BRIEF DESCRIPTION OF THE DRAWINGS
[0021] The followings will describe some embodiments of the present
invention in detail in an exemplary rather than a restrictive
manner with reference to the accompanying drawings. The same
reference signs in the drawings represent the same or similar
parts. Those skilled in the art shall understand that these
drawings are only schematic ones of the present invention, and may
not be necessarily drawn according to the scales. In the
drawings:
[0022] FIG. 1 is a schematic view of a sintered heat tube according
to an embodiment of the present invention;
[0023] FIG. 2 is a local schematic sectional view of part A in FIG.
1;
[0024] FIG. 3 is a schematic view of a sintered heat tube according
to another embodiment of the present invention;
[0025] FIG. 4 is a schematic front view of a sintered heat tube
according to yet another embodiment of the present invention;
[0026] FIG. 5 is a schematic left view of the sintered heat tube
shown in FIG. 4;
[0027] FIG. 6 is a schematic right view of a semiconductor cooling
refrigerator according to an embodiment of the present invention;
and
[0028] FIG. 7 is a schematic rear view of a semiconductor cooling
refrigerator according to another embodiment of the present
invention.
DETAILED DESCRIPTION
[0029] FIG. 1 is a schematic view of a sintered heat tube according
to an embodiment of the present invention.
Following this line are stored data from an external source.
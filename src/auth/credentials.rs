//! Storage credentials and the URI/request transform they apply.

use crate::auth::signing::decode_account_key;
use crate::error::{FileShareError, Result};
use crate::file::uri::StorageUri;
use crate::sas::SharedAccessSignatureBuilder;
use crate::transport::shared_key::sign_request;
use crate::transport::StorageRequest;
use parking_lot::RwLock;
use std::fmt;
use std::sync::Arc;
use url::{form_urlencoded, Url};
use zeroize::Zeroizing;

/// Which kind of credential a [`StorageCredentials`] currently holds.
#[derive(Debug, Clone, Copy, PartialEq, Eq)]
pub enum CredentialMode {
    Anonymous,
    SharedAccessSignature,
    AccountKey,
}

enum CredentialKind {
    Anonymous,
    SharedAccessSignature(String),
    AccountKey {
        account: String,
        key: Zeroizing<Vec<u8>>,
    },
}

/// Credentials shared by every handle created from the same client.
///
/// Clones point at the same cell, so [`StorageCredentials::update_sas_token`]
/// re-authorizes all of them at once.
#[derive(Clone)]
pub struct StorageCredentials {
    inner: Arc<RwLock<CredentialKind>>,
}

impl fmt::Debug for StorageCredentials {
    fn fmt(&self, f: &mut fmt::Formatter<'_>) -> fmt::Result {
        let mut ds = f.debug_struct("StorageCredentials");
        ds.field("mode", &self.mode());
        if let Some(account) = self.account_name() {
            ds.field("account", &account);
        }
        ds.finish_non_exhaustive()
    }
}

impl StorageCredentials {
    fn from_kind(kind: CredentialKind) -> Self {
        Self {
            inner: Arc::new(RwLock::new(kind)),
        }
    }

    pub fn anonymous() -> Self {
        Self::from_kind(CredentialKind::Anonymous)
    }

    /// Token credentials. A leading `?` is accepted and dropped.
    pub fn sas(token: impl Into<String>) -> Self {
        Self::from_kind(CredentialKind::SharedAccessSignature(normalize_token(token.into())))
    }

    /// Account-key credentials; `key` is the base64 account key.
    pub fn account_key(account: impl Into<String>, key: &str) -> Result<Self> {
        let account = account.into();
        if account.trim().is_empty() {
            return Err(FileShareError::invalid_argument("Account name cannot be empty"));
        }
        Ok(Self::from_kind(CredentialKind::AccountKey {
            account,
            key: decode_account_key(key)?,
        }))
    }

    pub fn mode(&self) -> CredentialMode {
        match &*self.inner.read() {
            CredentialKind::Anonymous => CredentialMode::Anonymous,
            CredentialKind::SharedAccessSignature(_) => CredentialMode::SharedAccessSignature,
            CredentialKind::AccountKey { .. } => CredentialMode::AccountKey,
        }
    }

    pub fn sas_token(&self) -> Option<String> {
        match &*self.inner.read() {
            CredentialKind::SharedAccessSignature(token) => Some(token.clone()),
            _ => None,
        }
    }

    pub fn account_name(&self) -> Option<String> {
        match &*self.inner.read() {
            CredentialKind::AccountKey { account, .. } => Some(account.clone()),
            _ => None,
        }
    }

    /// Swap the token in place.
    ///
    /// Fails unless these credentials already hold a token: a handle cannot
    /// be switched between credential modes.
    pub fn update_sas_token(&self, token: impl Into<String>) -> Result<()> {
        let mut guard = self.inner.write();
        match &mut *guard {
            CredentialKind::SharedAccessSignature(current) => {
                *current = normalize_token(token.into());
                Ok(())
            }
            _ => Err(FileShareError::invalid_argument(
                "Cannot update the SAS token of credentials that are not SAS credentials",
            )),
        }
    }

    /// Mint a token with the account key held by these credentials.
    pub fn sign(&self, builder: &SharedAccessSignatureBuilder) -> Result<String> {
        match &*self.inner.read() {
            CredentialKind::AccountKey { key, .. } => {
                Ok(builder.sign_with_key(key.as_slice())?.to_query())
            }
            _ => Err(FileShareError::invalid_argument(
                "Minting a shared access signature requires account-key credentials",
            )),
        }
    }

    /// Authorized form of `url`.
    ///
    /// With a token, its query pairs are appended (pairs already present on
    /// the URL are left alone). Anonymous and account-key credentials pass
    /// the URL through; account-key requests are signed in [`Self::authorize`].
    pub fn transform_uri(&self, url: &Url) -> Url {
        match &*self.inner.read() {
            CredentialKind::SharedAccessSignature(token) => append_token(url, token),
            _ => url.clone(),
        }
    }

    /// Apply [`Self::transform_uri`] to both locations with the same token.
    pub fn transform_storage_uri(&self, uri: &StorageUri) -> StorageUri {
        StorageUri {
            primary: self.transform_uri(&uri.primary),
            secondary: uri.secondary.as_ref().map(|url| self.transform_uri(url)),
        }
    }

    /// Authorize an outgoing request.
    pub fn authorize(&self, request: &mut StorageRequest) -> Result<()> {
        match &*self.inner.read() {
            CredentialKind::Anonymous => Ok(()),
            CredentialKind::SharedAccessSignature(token) => {
                request.url = append_token(&request.url, token);
                Ok(())
            }
            CredentialKind::AccountKey { account, key } => {
                sign_request(request, account, key.as_slice())
            }
        }
    }
}

fn normalize_token(token: String) -> String {
    token.trim().trim_start_matches('?').to_string()
}

fn append_token(url: &Url, token: &str) -> Url {
    let existing: Vec<String> = url.query_pairs().map(|(name, _)| name.into_owned()).collect();
    let mut query: Vec<&str> = url.query().into_iter().filter(|q| !q.is_empty()).collect();

    // Token pairs are copied as written so their encoding survives
    for segment in token.split('&').filter(|s| !s.is_empty()) {
        let name = form_urlencoded::parse(segment.as_bytes())
            .next()
            .map(|(name, _)| name.into_owned())
            .unwrap_or_default();
        if !existing.contains(&name) {
            query.push(segment);
        }
    }

    let mut url = url.clone();
    if query.is_empty() {
        url.set_query(None);
    } else {
        url.set_query(Some(&query.join("&")));
    }
    url
}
As shown in FIGS. 1-2,
the embodiment of the present invention provides a novel sintered
heat tube 200, which has relatively high heat radiating or cold
transferring efficiency and may be applied in various heat
exchangers, and particularly in heat sources of a high heat flow
density such as semiconductor cooling plates 150. Specifically, the
sintered heat tube 200 may include a main tube segment 210 with its
both ends closed. In particular, a manifold tube segment/manifold
tube segments 220 extend(s) from one or more portions of one side
of the main tube segment 210 (respectively) to improve the heat
radiating or cold transferring efficiency of the sintered heat tube
200. A work chamber 230 of each manifold tube segment 220 may
communicate with a work chamber 230 of the main tube segment 210 to
facilitate vapor flow in the sintered heat tube 200. Multiple
manifold tube segments 220 of the sintered heat tube 200 may be
located at the same side of the main tube segment 210 to make the
structure of the sintered heat tube 200 more compact.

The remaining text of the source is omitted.